(DATA SHOWN begins)

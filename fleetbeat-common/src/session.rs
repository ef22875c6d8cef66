use zenoh::Session;

use crate::config::ZenohConfig;
use crate::error::{Error, Result};

/// Build a native Zenoh configuration from ours.
pub fn zenoh_config(config: &ZenohConfig) -> Result<zenoh::Config> {
    let mut zenoh_config = zenoh::Config::default();

    if !matches!(config.mode.as_str(), "client" | "peer" | "router") {
        return Err(Error::Config(format!(
            "Invalid Zenoh mode: '{}'. Expected 'client', 'peer', or 'router'",
            config.mode
        )));
    }

    zenoh_config
        .insert_json5("mode", &format!("\"{}\"", config.mode))
        .map_err(|e| Error::Config(format!("Failed to set mode: {}", e)))?;

    for (key, endpoints) in [
        ("connect/endpoints", &config.connect),
        ("listen/endpoints", &config.listen),
    ] {
        if endpoints.is_empty() {
            continue;
        }
        let endpoints_json = serde_json::to_string(endpoints)?;
        zenoh_config
            .insert_json5(key, &endpoints_json)
            .map_err(|e| Error::Config(format!("Failed to set {}: {}", key, e)))?;
    }

    Ok(zenoh_config)
}

/// Open the process-wide Zenoh session.
pub async fn connect(config: &ZenohConfig) -> Result<Session> {
    let zenoh_config = zenoh_config(config)?;

    tracing::info!(
        mode = %config.mode,
        connect = ?config.connect,
        listen = ?config.listen,
        "Connecting to Zenoh"
    );

    let session = zenoh::open(zenoh_config).await?;

    tracing::info!(zid = %session.zid(), "Connected to Zenoh");

    Ok(session)
}

#[cfg(test)]
mod tests {
    use super::*;

    #[test]
    fn test_rejects_unknown_mode() {
        let config = ZenohConfig {
            mode: "leader".to_string(),
            ..Default::default()
        };
        assert!(matches!(zenoh_config(&config), Err(Error::Config(_))));
    }

    #[test]
    fn test_client_mode_with_endpoints() {
        let config = ZenohConfig {
            mode: "client".to_string(),
            connect: vec!["tcp/127.0.0.1:7447".to_string()],
            listen: Vec::new(),
        };
        assert!(zenoh_config(&config).is_ok());
    }
}
//! Fleetbeat ingestion server.

use clap::Parser;
use fleetbeat_common::NodePaths;
use fleetbeat_sync::Service;
use tracing::info;

use fleetbeat_ingest::{IngestArgs, IngestConfig, IngestionServer, ReportIngestor};

#[tokio::main]
async fn main() -> anyhow::Result<()> {
    let args = IngestArgs::parse();
    let config = IngestConfig::from_ingest_args(&args)?;

    let listen_addr = config.ingest.listen_addr()?;
    let strict_payload = config.ingest.strict_payload;

    let service = Service::new("fleetbeat-ingest", config).await?;
    let paths = NodePaths::new(&service.config().base.store.root_name);

    let ingestor = ReportIngestor::new(service.store(), paths);
    let server = IngestionServer::new(ingestor, listen_addr, strict_payload);

    let result = server
        .run(async {
            match tokio::signal::ctrl_c().await {
                Ok(()) => info!("Received Ctrl+C, shutting down..."),
                Err(e) => tracing::error!(error = %e, "Failed to listen for Ctrl+C"),
            }
        })
        .await;

    service.shutdown().await?;
    result
}
//! Configuration for the ingestion server.

use std::net::SocketAddr;

use clap::Parser;
use fleetbeat_common::BaseConfig;
use fleetbeat_sync::{Result, ServiceArgs, ServiceConfig, SyncError, validate_base};
use serde::{Deserialize, Serialize};

/// Complete ingestion server configuration.
#[derive(Debug, Clone, Default, Serialize, Deserialize)]
pub struct IngestConfig {
    #[serde(flatten)]
    pub base: BaseConfig,

    #[serde(default)]
    pub ingest: IngestSettings,
}

/// HTTP endpoint settings.
#[derive(Debug, Clone, Serialize, Deserialize)]
pub struct IngestSettings {
    /// Address to listen on (default: "0.0.0.0:18969").
    #[serde(default = "default_listen")]
    pub listen: String,

    /// Reject undecodable payloads with 400 (default: true).
    ///
    /// When false, a payload that fails to decode is ingested as an all-zero
    /// report.
    #[serde(default = "default_strict")]
    pub strict_payload: bool,
}

fn default_listen() -> String {
    "0.0.0.0:18969".to_string()
}

fn default_strict() -> bool {
    true
}

impl Default for IngestSettings {
    fn default() -> Self {
        Self {
            listen: default_listen(),
            strict_payload: default_strict(),
        }
    }
}

impl IngestSettings {
    /// Parsed listen address.
    pub fn listen_addr(&self) -> Result<SocketAddr> {
        self.listen.parse().map_err(|e| {
            SyncError::validation(format!("invalid ingest.listen '{}': {}", self.listen, e))
        })
    }
}

impl ServiceConfig for IngestConfig {
    fn base(&self) -> &BaseConfig {
        &self.base
    }

    fn base_mut(&mut self) -> &mut BaseConfig {
        &mut self.base
    }

    fn validate(&self) -> Result<()> {
        validate_base(&self.base)?;
        self.ingest.listen_addr()?;
        Ok(())
    }
}

/// Command-line arguments of the ingestion server.
#[derive(Parser, Debug, Clone)]
#[command(name = "fleetbeat-ingest")]
#[command(about = "Accept sensor heartbeats over HTTP and write them to the coordination store")]
#[command(version)]
pub struct IngestArgs {
    #[command(flatten)]
    pub service: ServiceArgs,

    /// HTTP listen address (overrides config).
    #[arg(long)]
    pub listen: Option<String>,
}

impl IngestConfig {
    /// Effective configuration from file, defaults and all CLI flags.
    pub fn from_ingest_args(args: &IngestArgs) -> Result<Self> {
        let mut config = Self::read_with_args(&args.service)?;
        if let Some(listen) = &args.listen {
            config.ingest.listen = listen.clone();
        }
        config.validate()?;
        Ok(config)
    }
}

(DATA SHOWN ends)

Please retype all of the data above exactly as it appears.

§ **EXERCISE OUTPUT**:
filename fleetbeat-common/src/session.rs
repository ef22875c6d8cef66
use zenoh::Session;

use crate::config::ZenohConfig;
use crate::error::{Error, Result};

/// Build a native Zenoh configuration from ours.
pub fn zenoh_config(config: &ZenohConfig) -> Result<zenoh::Config> {
    let mut zenoh_config = zenoh::Config::default();

    if !matches!(config.mode.as_str(), "client" | "peer" | "router") {
        return Err(Error::Config(format!(
            "Invalid Zenoh mode: '{}'. Expected 'client', 'peer', or 'router'",
            config.mode
        )));
    }

    zenoh_config
        .insert_json5("mode", &format!("\"{}\"", config.mode))
        .map_err(|e| Error::Config(format!("Failed to set mode: {}", e)))?;

    for (key, endpoints) in [
        ("connect/endpoints", &config.connect),
        ("listen/endpoints", &config.listen),
    ] {
        if endpoints.is_empty() {
            continue;
        }
        let endpoints_json = serde_json::to_string(endpoints)?;
        zenoh_config
            .insert_json5(key, &endpoints_json)
            .map_err(|e| Error::Config(format!("Failed to set {}: {}", key, e)))?;
    }

    Ok(zenoh_config)
}

/// Open the process-wide Zenoh session.
pub async fn connect(config: &ZenohConfig) -> Result<Session> {
    let zenoh_config = zenoh_config(config)?;

    tracing::info!(
        mode = %config.mode,
        connect = ?config.connect,
        listen = ?config.listen,
        "Connecting to Zenoh"
    );

    let session = zenoh::open(zenoh_config).await?;

    tracing::info!(zid = %session.zid(), "Connected to Zenoh");

    Ok(session)
}

#[cfg(test)]
mod tests {
    use super::*;

    #[test]
    fn test_rejects_unknown_mode() {
        let config = ZenohConfig {
            mode: "leader".to_string(),
            ..Default::default()
        };
        assert!(matches!(zenoh_config(&config), Err(Error::Config(_))));
    }

    #[test]
    fn test_client_mode_with_endpoints() {
        let config = ZenohConfig {
            mode: "client".to_string(),
            connect: vec!["tcp/127.0.0.1:7447".to_string()],
            listen: Vec::new(),
        };
        assert!(zenoh_config(&config).is_ok());
    }
}
//! Fleetbeat ingestion server.

use clap::Parser;
use fleetbeat_common::NodePaths;
use fleetbeat_sync::Service;
use tracing::info;

use fleetbeat_ingest::{IngestArgs, IngestConfig, IngestionServer, ReportIngestor};

#[tokio::main]
async fn main() -> anyhow::Result<()> {
    let args = IngestArgs::parse();
    let config = IngestConfig::from_ingest_args(&args)?;

    let listen_addr = config.ingest.listen_addr()?;
    let strict_payload = config.ingest.strict_payload;

    let service = Service::new("fleetbeat-ingest", config).await?;
    let paths = NodePaths::new(&service.config().base.store.root_name);

    let ingestor = ReportIngestor::new(service.store(), paths);
    let server = IngestionServer::new(ingestor, listen_addr, strict_payload);

    let result = server
        .run(async {
            match tokio::signal::ctrl_c().await {
                Ok(()) => info!("Received Ctrl+C, shutting down..."),
                Err(e) => tracing::error!(error = %e, "Failed to listen for Ctrl+C"),
            }
        })
        .await;

    service.shutdown().await?;
    result
}
//! Configuration for the ingestion server.

use std::net::SocketAddr;

use clap::Parser;
use fleetbeat_common::BaseConfig;
use fleetbeat_sync::{Result, ServiceArgs, ServiceConfig, SyncError, validate_base};
use serde::{Deserialize, Serialize};

/// Complete ingestion server configuration.
#[derive(Debug, Clone, Default, Serialize, Deserialize)]
pub struct IngestConfig {
    #[serde(flatten)]
    pub base: BaseConfig,

    #[serde(default)]
    pub ingest: IngestSettings,
}

/// HTTP endpoint settings.
#[derive(Debug, Clone, Serialize, Deserialize)]
pub struct IngestSettings {
    /// Address to listen on (default: "0.0.0.0:18969").
    #[serde(default = "default_listen")]
    pub listen: String,

    /// Reject undecodable payloads with 400 (default: true).
    ///
    /// When false, a payload that fails to decode is ingested as an all-zero
    /// report.
    #[serde(default = "default_strict")]
    pub strict_payload: bool,
}

fn default_listen() -> String {
    "0.0.0.0:18969".to_string()
}

fn default_strict() -> bool {
    true
}

impl Default for IngestSettings {
    fn default() -> Self {
        Self {
            listen: default_listen(),
            strict_payload: default_strict(),
        }
    }
}

impl IngestSettings {
    /// Parsed listen address.
    pub fn listen_addr(&self) -> Result<SocketAddr> {
        self.listen.parse().map_err(|e| {
            SyncError::validation(format!("invalid ingest.listen '{}': {}", self.listen, e))
        })
    }
}

impl ServiceConfig for IngestConfig {
    fn base(&self) -> &BaseConfig {
        &self.base
    }

    fn base_mut(&mut self) -> &mut BaseConfig {
        &mut self.base
    }

    fn validate(&self) -> Result<()> {
        validate_base(&self.base)?;
        self.ingest.listen_addr()?;
        Ok(())
    }
}

/// Command-line arguments of the ingestion server.
#[derive(Parser, Debug, Clone)]
#[command(name = "fleetbeat-ingest")]
#[command(about = "Accept sensor heartbeats over HTTP and write them to the coordination store")]
#[command(version)]
pub struct IngestArgs {
    #[command(flatten)]
    pub service: ServiceArgs,

    /// HTTP listen address (overrides config).
    #[arg(long)]
    pub listen: Option<String>,
}

impl IngestConfig {
    /// Effective configuration from file, defaults and all CLI flags.
    pub fn from_ingest_args(args: &IngestArgs) -> Result<Self> {
        let mut config = Self::read_with_args(&args.service)?;
        if let Some(listen) = &args.listen {
            config.ingest.listen = listen.clone();
        }
        config.validate()?;
        Ok(config)
    }
}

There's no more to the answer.